Ratnapriya et al. (2014) reported a family in which a father and 4 sons had early-onset macular dystrophy. Clinical features varied among the 5 affected individuals. The father was diagnosed with macular degeneration at 69 years of age, and examination at age 75 showed large areas of pigment epithelial atrophy in the macula of both eyes. The eldest son reported a history of distorted vision in his left eye from the age of 46 years; examination at age 52 confirmed pigmentary changes of the left macula. Another son had a history of choroidal neovascularization in the right eye at age 35. Two more sons exhibited clinical findings consistent with atrophic macular disease in their forties. There was no history of skeletal, joint, or muscle abnormalities in these patients. Examination of an unaffected daughter showed no retinal abnormalities at age 49 years, and an unaffected son reported no vision problems.
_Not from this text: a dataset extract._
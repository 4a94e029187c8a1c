//! Network access.
//!
//! - [`fetcher`]: `Fetcher` trait and the reqwest-backed `HttpFetcher`

pub mod fetcher;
The transmission pattern of EOMD in the families reported by Ratnapriya et al. (2014) was consistent with autosomal dominant inheritance.
By whole-exome sequencing in a father and 2 sons with early-onset macular dystrophy (EOMD), Ratnapriya et al. (2014) identified heterozygosity for a missense mutation in the FBN2 gene (E1144K; 612570.0011) that was confirmed by Sanger sequencing and segregated with disease in the family. Analysis of 96 additional patients with EOMD as well as 96 patients with age-related macular degeneration (ARMD; see 603075) revealed 2 nonsynonymous rare variants, one in a maculopathy patient (M1247T; 612570.0012) and another in a patient with ARMD. Ratnapriya et al. (2014) also detected suggestive association of a common FBN2 nonsynonymous variant (V965I; rs154001) with ARMD in 10,337 cases and 11,174 controls (odds ratio, 1.10; p = 3.79 x 10(-5)). The authors concluded that rare and common variants in FBN2 contribute to both mendelian and complex forms of macular degeneration.
Ratnapriya, R., Zhan, X., Fariss, R. N., Branham, K. E., Zipprer, D., Chakarova, C. F., Sergeev, Y. V., Campos, M. M., Othman, M., Friedman, J. S., Maminishkis, A., Waseem, N. H., and 55 others. Rare and common variants in extracellular matrix gene fibrillin 2 (FBN2) are associated with macular degeneration. Hum. Molec. Genet. 23: 5827-5837, 2014. [PubMed: 24899048] [Full Text: https://doi.org/10.1093/hmg/ddu276]